Within our published data, there are many fields that exist as part of our internal systems, but do not have any meaning outside the system. Database IDs, Object IDs, timestamps, or generated GUIDs are examples of these fields.
Are these fields important to model as part of our mapping?
Fields that have no use outside of the system do not need to be mapped. However, it is often difficult to determine what fields could be useful to an external user. For example, reconciliation against internal identifiers would require that internal ID to be present in the URI, and often legacy systems that exist within your institution count as "external users".
Our recommendation is that any ID that has been used by any system be mapped as part of the linked data. These IDs should be assigned a meaningful, unique type, and these types should be given a meaningful label.
We also recommend that the ID most commonly used by humans should be the mapped using the
P48 has preferred identifier predicate. For museum objects, this is often the accession number, but which ID is up to the mapping instution.

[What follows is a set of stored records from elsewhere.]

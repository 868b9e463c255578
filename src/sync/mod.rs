//! Item synchronization between the local list and a document store.
//!
//! # Usage
//!
//! ```
//! use pantry::models::Item;
//! use pantry::store::MemoryDocumentStore;
//! use pantry::sync::{ItemSynchronizer, SyncError};
//!
//! async fn restock() -> Result<(), SyncError> {
//!     let mut items = ItemSynchronizer::new(MemoryDocumentStore::new());
//!     items.load_all().await?;
//!     items.add_item(Item::new("Apple", 10)).await?;
//!     items.adjust_quantity(0, 1).await?;
//!     Ok(())
//! }
//! ```

mod error;
mod synchronizer;

pub use error::SyncError;
pub use synchronizer::ItemSynchronizer;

Both object ID and accession number should be emitted as identifiers in the Linked Data.
Do we need to distinguish between different institutional terminology for things when labeling fields? (Object ID vs Accession Number)
I would answer the first question as no, if the semantics are actually the same and thus the data is comparable. We should maintain some degree of separation between the semantic data and the way that’s rendered to users by different applications. If (e.g.) Princeton wishes to use Object ID in their application, and Colby prefer Accession Number, no problem. On the other hand, if there is a real semantic difference between those two, we should model them that way.
(From Rob, via email, 9/19/2016)
P48 seems pointless in RDF. The preferred identifier in Linked Open Data is surely the URI?
Otherwise agree with the discussion that identifiers are important to map.
(From David, via email, 9/19/2016)
I could argue that it's good to have a preferred human-readable ID, but I don't know that it's that big a deal, so I'm not going to.